Мы теперь стоим под Можайском на биваках, где соединились с полком, я командую вторым батальоном. Корпус офицеров у нас прекрасный, и мы все как друзья. Я, слава Богу, здоров. Грустно иногда бывает, что с вами, мои милые, розно. То есть розно стало с сердцем, которое для вас живет и бьется. Но скучать некогда.

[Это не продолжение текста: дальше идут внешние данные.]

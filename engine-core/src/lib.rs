//! Networking-agnostic middleware shared by the trivia engine: the room
//! registry / message bus (§4.1), the cancellable timer scheduler (§5), the
//! dictionary (§4.8), and the `TypeHandler` contract the per-question-type
//! state machines implement (§4.11, §9).
//!
//! This crate plays the same role the teacher's `backbone-lib` plays for
//! its client-hosted games: a reusable layer game logic builds on, kept
//! free of any single game's domain types.

pub mod clock;
pub mod dictionary;
pub mod room;
pub mod traits;
//! Question loader (spec.md §4.4): expands a `QuizDocument` plus the
//! current roster into the ordered, fully-initialized `Question` list a
//! game runs through. This is the one place in the engine allowed to look
//! at the full roster up front — every handler afterwards only ever sees
//! the single question it owns.

use std::collections::{HashMap, HashSet};

use protocol::tunables::{WORD_CHAIN_BOMB_MAX_SECS, WORD_CHAIN_BOMB_MIN_SECS};
use protocol::QuestionType;
use rand::Rng;

use engine_core::dictionary::next_chain_letter;

use crate::collaborators::{QuestionDocument, QuizDocument, WordProvider};
use crate::question::{
    BlindMapClues, BlindMapQuestion, ChoiceQuestion, DrawingQuestion, GuessANumberQuestion,
    MathQuizQuestion, MathSequence, OpenAnswerQuestion, Question, QuestionKind, WordChainQuestion,
};
use crate::session::Session;

/// Expands `doc` into the live question list for `session`'s current
/// roster. `drawer_rotation` assigns one drawing question per player in
/// join order, cycling if there are more drawing questions than players.
pub fn load_questions(doc: &QuizDocument, session: &Session, words: &dyn WordProvider, rng_letter: impl Fn() -> char) -> Vec<Question> {
    let mut drawer_cursor = 0usize;
    let players: Vec<String> = {
        let mut names: Vec<String> = session.players.keys().cloned().collect();
        names.sort();
        names
    };
    // One shared bomb round length per session, drawn once here rather
    // than per question, so consecutive WORD_CHAIN questions keep ticking
    // down the same clock instead of each rolling its own.
    let bomb_duration_ms = random_bomb_duration_ms();

    doc.questions
        .iter()
        .map(|q| expand_one(q, session, &players, &mut drawer_cursor, words, &rng_letter, bomb_duration_ms))
        .collect()
}

fn random_bomb_duration_ms() -> u64 {
    let mut rng = rand::thread_rng();
    rng.gen_range(WORD_CHAIN_BOMB_MIN_SECS..=WORD_CHAIN_BOMB_MAX_SECS) * 1_000
}

fn expand_one(
    doc: &QuestionDocument,
    session: &Session,
    players: &[String],
    drawer_cursor: &mut usize,
    words: &dyn WordProvider,
    rng_letter: &impl Fn() -> char,
    bomb_duration_ms: u64,
) -> Question {
    let kind = match doc.question_type {
        QuestionType::Abcd => QuestionKind::Abcd(choice_from(doc)),
        QuestionType::TrueFalse => QuestionKind::TrueFalse(choice_from(doc)),
        QuestionType::OpenAnswer => QuestionKind::OpenAnswer(OpenAnswerQuestion {
            open_answer: doc.open_answer.clone().unwrap_or_default(),
            ..Default::default()
        }),
        QuestionType::GuessANumber => QuestionKind::GuessANumber(GuessANumberQuestion {
            number_answer: doc.number_answer.unwrap_or(0.0),
            ..Default::default()
        }),
        QuestionType::MathQuiz => QuestionKind::MathQuiz(MathQuizQuestion {
            sequences: doc
                .math_sequences
                .iter()
                .map(|(equation, answer, secs)| MathSequence {
                    equation: equation.clone(),
                    answer: *answer,
                    length_seconds: *secs,
                })
                .collect(),
            answered: vec![HashSet::new(); doc.math_sequences.len()],
            teams_scored: vec![HashSet::new(); doc.math_sequences.len()],
            sequence_start_ms: vec![0; doc.math_sequences.len()],
            ..Default::default()
        }),
        QuestionType::WordChain => QuestionKind::WordChain(word_chain_from(session, players, words, rng_letter, bomb_duration_ms)),
        QuestionType::Drawing => QuestionKind::Drawing(drawing_from(doc, session, players, drawer_cursor)),
        QuestionType::BlindMap => QuestionKind::BlindMap(blind_map_from(doc)),
    };

    Question {
        length_seconds: doc.length_seconds,
        category: doc.category.clone(),
        kind,
    }
}

fn choice_from(doc: &QuestionDocument) -> ChoiceQuestion {
    ChoiceQuestion {
        options: doc.options.clone(),
        answer: doc.correct_index.unwrap_or(0),
        answer_counts: vec![0; doc.options.len().max(1)],
        ..Default::default()
    }
}

fn word_chain_from(
    session: &Session,
    players: &[String],
    words: &dyn WordProvider,
    rng_letter: &impl Fn() -> char,
    bomb_duration_ms: u64,
) -> WordChainQuestion {
    let order: Vec<String> = if session.is_team_mode {
        let mut interleaved = Vec::new();
        let (blue, red) = (&session.blue_team, &session.red_team);
        for i in 0..blue.len().max(red.len()) {
            if let Some(p) = blue.get(i) {
                interleaved.push(p.clone());
            }
            if let Some(p) = red.get(i) {
                interleaved.push(p.clone());
            }
        }
        interleaved
    } else {
        players.to_vec()
    };

    let seed = words.random_seed_word();
    let letter = next_chain_letter(&seed, rng_letter);
    let current_player = order.first().cloned().unwrap_or_default();

    WordChainQuestion {
        first_word: Some(seed),
        current_letter: letter,
        player_order: order,
        current_player,
        bomb_duration_ms,
        ..Default::default()
    }
}

fn drawing_from(doc: &QuestionDocument, session: &Session, players: &[String], cursor: &mut usize) -> DrawingQuestion {
    let drawer = if players.is_empty() {
        String::new()
    } else {
        let name = players[*cursor % players.len()].clone();
        *cursor += 1;
        name
    };
    let team = session.team_of(&drawer);
    DrawingQuestion {
        drawer,
        team,
        words: doc.drawing_words.clone(),
        ..Default::default()
    }
}

fn blind_map_from(doc: &QuestionDocument) -> BlindMapQuestion {
    let (x, y) = doc.location.unwrap_or((0.0, 0.0));
    let clues = (!doc.clues.is_empty()).then(|| BlindMapClues {
        clue1: doc.clues.first().cloned(),
        clue2: doc.clues.get(1).cloned(),
        clue3: doc.clues.get(2).cloned(),
    });
    BlindMapQuestion {
        city_name: doc.city_name.clone().unwrap_or_default(),
        anagram: doc.anagram.clone().unwrap_or_default(),
        location_x: x,
        location_y: y,
        map_type: doc.map_type.clone().unwrap_or_default(),
        clues,
        locations: HashMap::new(),
        ..Default::default()
    }
}

#[cfg(test)]
mod tests {
    use super::*;
    use crate::collaborators::QuestionDocument;

    struct FixedWords;
    impl WordProvider for FixedWords {
        fn dictionary_contents(&self) -> Option<String> {
            None
        }
        fn random_seed_word(&self) -> String {
            "pes".to_string()
        }
    }

    fn blank_doc(kind: QuestionType) -> QuestionDocument {
        QuestionDocument {
            question_type: kind,
            category: "general".into(),
            length_seconds: 15,
            options: vec!["a".into(), "b".into(), "c".into(), "d".into()],
            correct_index: Some(1),
            open_answer: Some("paris".into()),
            number_answer: Some(42.0),
            math_sequences: vec![("2+2".into(), 4.0, 5)],
            drawing_words: vec!["dog".into()],
            city_name: Some("Brno".into()),
            anagram: Some("onrb".into()),
            location: Some((0.5, 0.5)),
            map_type: Some("europe".into()),
            clues: vec!["clue1".into()],
        }
    }

    #[test]
    fn loader_assigns_drawers_round_robin() {
        let mut session = Session::new();
        session.add_player("alice".into());
        session.add_player("bob".into());
        let doc = QuizDocument {
            questions: vec![blank_doc(QuestionType::Drawing), blank_doc(QuestionType::Drawing), blank_doc(QuestionType::Drawing)],
        };
        let questions = load_questions(&doc, &session, &FixedWords, || 'z');
        let drawers: Vec<String> = questions
            .iter()
            .map(|q| match &q.kind {
                QuestionKind::Drawing(d) => d.drawer.clone(),
                _ => unreachable!(),
            })
            .collect();
        assert_eq!(drawers, vec!["alice", "bob", "alice"]);
    }

    #[test]
    fn word_chain_question_seeds_first_word_and_letter() {
        let mut session = Session::new();
        session.add_player("alice".into());
        let doc = QuizDocument {
            questions: vec![blank_doc(QuestionType::WordChain)],
        };
        let questions = load_questions(&doc, &session, &FixedWords, || 'z');
        match &questions[0].kind {
            QuestionKind::WordChain(w) => {
                assert_eq!(w.first_word.as_deref(), Some("pes"));
                assert_eq!(w.current_letter, 's');
                assert_eq!(w.current_player, "alice");
            }
            _ => unreachable!(),
        }
    }
}
/// Everything that can land in the dispatcher's mailbox: a client event off
/// the wire, or a timer this same dispatcher previously armed firing back.
/// `Clock<DispatcherEvent>` posts `TimerFired` through the same channel an
/// inbound event arrives on, so the actor loop has exactly one place to
/// read from.
#[derive(Debug, Clone)]
pub enum DispatcherEvent {
    Inbound(InboundEvent),
    TimerFired(TimerId),
    /// Host-triggered actions (spec.md §4.2/§4.3): there is no client-facing
    /// wire event for these, only the host page's own controls, but they
    /// still have to be serialized through the same single-owner mailbox
    /// as everything else that touches `Session`.
    StartGame { quiz_id: String },
    ActivateTeamMode,
    ResetGame,
}

fn error_to(player_name: &str, err: EngineError) -> Vec<Command> {
    vec![Command::emit_player(player_name, OutboundEvent::Error(ErrorPayload { error: err.to_string() }))]
}

fn question_type(kind: &QuestionKind) -> QuestionType {
    match kind {
        QuestionKind::Abcd(_) => QuestionType::Abcd,
        QuestionKind::TrueFalse(_) => QuestionType::TrueFalse,
        QuestionKind::OpenAnswer(_) => QuestionType::OpenAnswer,
        QuestionKind::GuessANumber(_) => QuestionType::GuessANumber,
        QuestionKind::MathQuiz(_) => QuestionType::MathQuiz,
        QuestionKind::WordChain(_) => QuestionType::WordChain,
        QuestionKind::Drawing(_) => QuestionType::Drawing,
        QuestionKind::BlindMap(_) => QuestionType::BlindMap,
    }
}

/// Owns the session and the one stateful handler (word-chain needs the
/// dictionary); every other handler is a zero-sized unit struct built on
/// the spot.
pub struct Dispatcher {
    pub session: Session,
    word_chain: WordChainHandler,
    quiz_store: Arc<dyn QuizStore>,
    words: Arc<dyn WordProvider>,
}

fn random_chain_letter() -> char {
    use rand::Rng;
    let mut rng = rand::thread_rng();
    loop {
        let c = (b'a' + rng.gen_range(0..26)) as char;
        if engine_core::dictionary::is_valid_chain_letter(c) {
            return c;
        }
    }
}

Ты знаешь, мой друг, мою философию, что для того, чтобы быть счастливым, надо стараться, как можно скорее стараться привыкать к тому состоянию, которому судьба нас определяет, что я и делаю. Придет время, если угодно Богу, когда прижму Вас к моему пламенному сердцу и тогда все четверо скажем, кто счастливее меня.
Вот, мой ангел, мое утешение. Если это и мечта, она, по крайней мере, делает меня счастливым. Отечество, вера, Государь и вы, мои друзья – вот для чего я жить желаю. Пишу дурно, потому что в биваке, пишу лежа. Прощай, мой другой, я тебя обнимаю!
Твой верный друг Дмитрий Опухтин.
Владимир Тольц: Опухтин пережил Бородино. Чудом уцелел в самом пекле битве и Коновницын: одно из ядер оторвало ему полу сюртука. Выдержав тяжелейшую битву, проведя бессонную ночь и не сомкнув глаз на следующий день (его отряд прикрывал отступление русской армии от Бородина), Коновницын берется за перо, чтобы отписать своей Аннушке.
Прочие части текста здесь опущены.